In discussing covenants and instruments under seal, one is speaking of concepts of a remote time, which have been shorn, throughout the centuries, of much of their former force and efficacy; and, more recently, in many jurisdictions, their former distinguishing marks have been completely effaced. Distinctions between sealed and unsealed instruments have been abolished in many states. In Michigan, by statute, in effect at the time this controversy arose, it was provided that instruments, then required to be under seal, should be deemed in all respects to be sealed instruments, provided that the word “seal” or the letters “L. S.” were added in the place where the seal should be affixed; Comp.Laws Mich. 1929, § 13328; Mich. Stat.Ann. § 26.591; and it is now provided that deeds, mortgages, or other instruments affecting the title to real estate shall be construed to be sealed instruments, without affixing a seal, scroll, device, or the word “seal” or the letters “L. S.” Act 63, Pub.Acts 1937, Mich. Stat.Ann. § 26.595, Supp.1940.

While the importance of seals is disappearing, the law, in some cases, still maintains the fiction of their force, notably, in the application of statutes of limitations, as in this controversy; and, because we are here confronted with instruments under seal, a passing reference to their nature serves to define a fundamental attribute.

As remarked by Justice Holmes, originally, at common law, a charter was simply a writing; and since few could write, most people authenticated them by making a mark, and when seals belonged only to the great, apparently seals were only evidence of the authenticity of the charters. But when seals came into more general use, they acquired such importance that men were bound thereby, although their seals had been' affixed without their consent. “A covenant or contract under seal was no longer a promise well proved; it was a promise of a distinct nature, for which a distinct form of action came to be provided. * * * The man who had set his hand to a charter, from being bound because he [207]*207had consented to be, and because there was a writing to prove it, was now held by the force of the seal and by deed alone, as distinguished from all other writings.” Holmes, The Common Law, pages 277 and 278. That the distinction between contract and covenant is still observed may be seen in a recent Michigan case, Guardian Depositors Corp. v. Savage, 287 Mich. 193, 283 N.W. 26, 27, 124 A.L.R. 635, where it is said: “Always a covenant obligation has been considered more solemn and binding than a mere promise in writing not under seal.”

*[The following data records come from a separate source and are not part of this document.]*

//! One module per destination: wire types, row conversion and the adapter.

use serde::{Deserialize, Serialize};
use std::sync::Arc;

use crate::Destination;
use crate::adapter::{Adapter, Operation};
use crate::row::{RowError, RowReader};
use crate::transport::Transport;

pub mod caiso;
pub mod ercot;
pub mod miso;
pub mod neiso;
pub mod nyiso;
pub mod pjmiso;
pub mod sppiso;

pub use caiso::Caiso;
pub use ercot::Ercot;
pub use miso::Miso;
pub use neiso::Neiso;
pub use nyiso::Nyiso;
pub use pjmiso::Pjmiso;
pub use sppiso::Sppiso;

pub(crate) const VIRTUAL_OPERATIONS: &[Operation] = &[
    Operation::ValidateVirtuals,
    Operation::SubmitBids,
    Operation::SubmitOffers,
    Operation::WithdrawBids,
    Operation::WithdrawOffers,
];

pub(crate) const VIRTUAL_AND_SPREAD_OPERATIONS: &[Operation] = &[
    Operation::ValidateVirtuals,
    Operation::ValidateSpreads,
    Operation::SubmitBids,
    Operation::SubmitOffers,
    Operation::SubmitSpreads,
    Operation::WithdrawBids,
    Operation::WithdrawOffers,
    Operation::WithdrawSpreads,
];

/// The virtual order shape shared by CAISO, MISO, NYISO and SPPISO.
#[derive(Debug, Clone, PartialEq, Serialize, Deserialize)]
pub struct PlainVirtual {
    pub node: String,
    pub he: String,
    pub tranche: i64,
    pub mw: f64,
    pub price: f64,
}

impl PlainVirtual {
    pub fn from_row(row: &RowReader<'_>) -> Result<Self, RowError> {
        Ok(Self {
            node: row.text("node")?,
            he: row.text("he")?,
            tranche: row.int("tranche")?,
            mw: row.float("mw")?,
            price: row.float("price")?,
        })
    }
}

/// Operations the destination's API exposes.
pub const fn operations(destination: Destination) -> &'static [Operation] {
    match destination {
        Destination::Ercot => ercot::OPERATIONS,
        Destination::Pjmiso => pjmiso::OPERATIONS,
        Destination::Neiso => neiso::OPERATIONS,
        Destination::Caiso => caiso::OPERATIONS,
        Destination::Miso => miso::OPERATIONS,
        Destination::Nyiso => nyiso::OPERATIONS,
        Destination::Sppiso => sppiso::OPERATIONS,
    }
}

pub fn adapter(destination: Destination, transport: Arc<dyn Transport>) -> Arc<dyn Adapter> {
    match destination {
        Destination::Ercot => Arc::new(Ercot::new(transport)),
        Destination::Pjmiso => Arc::new(Pjmiso::new(transport)),
        Destination::Neiso => Arc::new(Neiso::new(transport)),
        Destination::Caiso => Arc::new(Caiso::new(transport)),
        Destination::Miso => Arc::new(Miso::new(transport)),
        Destination::Nyiso => Arc::new(Nyiso::new(transport)),
        Destination::Sppiso => Arc::new(Sppiso::new(transport)),
    }
}

#[cfg(test)]
mod tests {
    use super::*;
    use crate::row::RawRow;

    #[test]
    fn test_spread_operations_only_where_supported() {
        for destination in Destination::ALL {
            let has_spreads = operations(destination)
                .iter()
                .any(|operation| operation.kind() == crate::OrderKind::Spread);
            assert_eq!(has_spreads, destination.supports_spreads(), "{destination}");
        }
    }

    #[test]
    fn test_plain_virtual_from_row() {
        let row: RawRow = [
            ("node", "SP15"),
            ("he", "14"),
            ("tranche", "2"),
            ("mw", "5"),
            ("price", "30.5"),
        ]
        .into_iter()
        .map(|(k, v)| (k.to_string(), v.to_string()))
        .collect();

        let order = PlainVirtual::from_row(&RowReader::new(&row, 1)).unwrap();
        assert_eq!(
            order,
            PlainVirtual {
                node: "SP15".to_string(),
                he: "14".to_string(),
                tranche: 2,
                mw: 5.0,
                price: 30.5,
            }
        );
    }
}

Appellant relies upon Crawford v. Edwards, 33 Mich. 354, as the Michigan authority most nearly approaching the view that an assuming grantee is bound on the covenant rather than on simple contract. In that case, the court said: “The acceptance of such a deed binds the grantee as effectually as though the deed had been inter partes, and had been executed by both grantor and grantee.” But it cannot be concluded from the foregoing that such a grantee is bound as a covenantor. In Baldwin v. Emery, 89 Me. 496, 36 A. 994, where it was also said, in .almost identical language, that acceptance of a deed poll by a grantee renders him liable to perform all the acts therein required of him, as effectually as if it were an indenture executed under his own hand and seal, it was held that the remedy was assumpsit or debt, and not covenant, for the reason that only a covenant could be sued on in an action of covenant; and in the late case of Nutter v. Mroczka, supra, the Supreme Court of Massachusetts, in holding that an assuming grantee became bound by a promise, implied by his acceptance of the deed, on simple contract, and not on contract under seal, observed [303 Mass.